4 Ancora oggi il lavoro delle
donne – per limitarsi a quello visibile, che non tiene conto del
carico di assistenza familiare che, in assenza di servizi di
assistenza sociale corrispondenti ai bisogni e adeguatamente
finanziati, continua a gravare su di loro – viene remunerato fino
al 30 per cento in meno rispetto a quello di un uomo. Circa un terzo
delle donne è costretto, inoltre, a lasciare il lavoro dopo la
nascita di un figlio.

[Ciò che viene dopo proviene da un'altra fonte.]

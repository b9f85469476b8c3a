//! Delete Confirm Button Component
//!
//! Inline two-step delete for list rows.

use leptos::prelude::*;

/// Inline delete confirmation button
///
/// Shows a "Delete" button initially. When clicked, asks "Delete <label>?"
/// with yes/no buttons.
#[component]
pub fn DeleteConfirmButton(
    #[prop(into)] label: String,
    #[prop(into)] on_confirm: Callback<()>,
) -> impl IntoView {
    let (confirming, set_confirming) = signal(false);

    view! {
        <Show when=move || !confirming.get()>
            <button
                type="button"
                class="btn btn-danger btn-sm"
                on:click=move |ev| {
                    ev.stop_propagation();
                    set_confirming.set(true);
                }
            >
                "Delete"
            </button>
        </Show>
        <Show when=move || confirming.get()>
            <span class="delete-confirm">
                <span class="delete-confirm-text">{format!("Delete {label}?")}</span>
                <button
                    type="button"
                    class="confirm-btn"
                    on:click=move |ev| {
                        ev.stop_propagation();
                        set_confirming.set(false);
                        on_confirm.run(());
                    }
                >
                    "Yes"
                </button>
                <button
                    type="button"
                    class="cancel-btn"
                    on:click=move |ev| {
                        ev.stop_propagation();
                        set_confirming.set(false);
                    }
                >
                    "No"
                </button>
            </span>
        </Show>
    }
}
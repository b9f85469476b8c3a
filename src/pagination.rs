//! Pagination
//!
//! Splits a list into fixed-size pages and tracks which page is shown.
//! Page size follows the viewport through a breakpoint table.

/// Page size chosen by a breakpoint
#[derive(Debug, Clone, Copy, PartialEq, Eq)]
pub enum PageSize {
    Fixed(usize),
    /// Every item on a single page
    All,
}

/// Viewport width threshold
#[derive(Debug, Clone, Copy, PartialEq, Eq)]
pub struct Breakpoint {
    pub min_width: u32,
    pub size: PageSize,
}

impl Breakpoint {
    pub const fn new(min_width: u32, size: PageSize) -> Self {
        Self { min_width, size }
    }
}

impl PageSize {
    /// Breakpoint entry for a viewport width.
    ///
    /// The table is ordered widest first; the first entry whose width does not
    /// exceed the viewport wins. Without a match every item goes on one page.
    pub fn for_width(width: u32, table: &[Breakpoint]) -> Self {
        table
            .iter()
            .find(|bp| bp.min_width <= width)
            .map_or(PageSize::All, |bp| bp.size)
    }

    /// Items per page for a list of `total_items`
    pub fn resolve(self, total_items: usize) -> usize {
        match self {
            PageSize::Fixed(n) => n,
            PageSize::All => total_items,
        }
    }
}

/// Partition `items` into consecutive groups of at most `page_size`.
///
/// Always returns at least one page; a size of 0 puts everything on one page.
pub fn partition<T: Clone>(items: &[T], page_size: usize) -> Vec<Vec<T>> {
    if items.is_empty() || page_size == 0 {
        return vec![items.to_vec()];
    }
    items.chunks(page_size).map(<[T]>::to_vec).collect()
}

/// Paged view over a list with wraparound navigation
#[derive(Debug, Clone, PartialEq)]
pub struct Pager<T> {
    pages: Vec<Vec<T>>,
    page_index: usize,
    page_size: usize,
}

impl<T: Clone> Pager<T> {
    pub fn new(items: &[T], page_size: usize) -> Self {
        Self {
            pages: partition(items, page_size),
            page_index: 0,
            page_size,
        }
    }

    /// Re-partition from page 0
    pub fn repartition(&mut self, items: &[T]) {
        self.pages = partition(items, self.page_size);
        self.page_index = 0;
    }

    /// Change the page size; returns whether the pages were rebuilt
    pub fn set_page_size(&mut self, page_size: usize, items: &[T]) -> bool {
        if page_size == self.page_size {
            return false;
        }
        self.page_size = page_size;
        self.repartition(items);
        true
    }

    pub fn page_size(&self) -> usize {
        self.page_size
    }

    pub fn total_pages(&self) -> usize {
        self.pages.len()
    }

    pub fn page_index(&self) -> usize {
        self.page_index
    }

    pub fn current(&self) -> &[T] {
        self.pages.get(self.page_index).map_or(&[], Vec::as_slice)
    }

    /// Arrows are only useful with more than one page
    pub fn has_multiple_pages(&self) -> bool {
        self.pages.len() > 1
    }

    pub fn next(&mut self) {
        self.page_index = if self.page_index + 1 >= self.pages.len() {
            0
        } else {
            self.page_index + 1
        };
    }

    pub fn prev(&mut self) {
        self.page_index = if self.page_index == 0 {
            self.pages.len().saturating_sub(1)
        } else {
            self.page_index - 1
        };
    }
}
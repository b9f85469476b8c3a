//! Section Panel Component
//!
//! Collapsible admin section whose open flag lives in the panel store.

use leptos::prelude::*;

use crate::store::{panel_open, toggle_panel, use_panels, Panel};

#[component]
pub fn SectionPanel(panel: Panel, children: ChildrenFn) -> impl IntoView {
    let panels = use_panels();
    let open = move || panel_open(&panels, panel);

    view! {
        <section class="admin-section" id=panel.anchor()>
            <header class="admin-section-header" on:click=move |_| toggle_panel(&panels, panel)>
                <h2>{panel.title()}</h2>
                <span class="arrow">{move || if open() { "▲" } else { "▼" }}</span>
            </header>
            <Show when=open>
                <div class="admin-section-body">{children()}</div>
            </Show>
        </section>
    }
}
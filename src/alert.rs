//! Alert Banner State
//!
//! One transient message at a time, cleared after a fixed delay.

#[derive(Debug, Clone, Copy, PartialEq, Eq)]
pub enum AlertKind {
    Success,
    Danger,
}

#[derive(Debug, Clone, PartialEq, Eq)]
pub struct Alert {
    pub text: String,
    pub kind: AlertKind,
    /// Distinguishes repeated alerts with the same text
    pub serial: u32,
}

impl Alert {
    pub fn success(text: impl Into<String>) -> Self {
        Self { text: text.into(), kind: AlertKind::Success, serial: 0 }
    }

    pub fn danger(text: impl Into<String>) -> Self {
        Self { text: text.into(), kind: AlertKind::Danger, serial: 0 }
    }

    pub fn class(&self) -> &'static str {
        match self.kind {
            AlertKind::Success => "alert alert-success",
            AlertKind::Danger => "alert alert-danger",
        }
    }
}
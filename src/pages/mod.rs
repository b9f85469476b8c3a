//! Routed Views

pub mod about;
pub mod admin;
pub mod contact;
pub mod error403;
pub mod home;
pub mod login;
pub mod work;

use crate::alert::Alert;
use crate::context::AppContext;
use crate::error::FormError;

/// Show a failed background load in the alert banner
pub(crate) fn alert_failure(ctx: &AppContext, err: &FormError) {
    if let Some(text) = err.message() {
        ctx.show_alert(Alert::danger(text));
    }
}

Una disparità che si riverbera nel trattamento
pensionistico: circa la metà delle donne non raggiunge i 1.000 euro
di pensione e molte giovani non raggiungeranno i requisiti minimi per
accedere a un trattamento pensionistico.
5 Non v’è in ciò, a differenza
di quanto sostiene il pensiero dominante, nulla di giacobino o di
sovietico
ma una esigenza di giustizia ben presente, fino ad alcuni decenni fa,
anche nei sistemi più liberali. Un esempio per tutti: negli anni
Cinquanta, durante la presidenza di Eisenhower (repubblicano e
conservatore), negli Stati Uniti la fascia di reddito più alta
arriva a pagare un’aliquota marginale perfino più alta del 90 per
cento (Cfr. E. Grande, Guai
ai poveri. La faccia triste dell’America,
Edizioni Gruppo Abele, Torino, 2017, p. 33).
6 S. Rodotà, Il
diritto ad avere diritti,
Laterza, Roma-Bari, 2013.
7 D. Gallo,
Da sudditi a cittadini. Il percorso della democrazia,
Edizioni Gruppo Abele, Torino, 2013.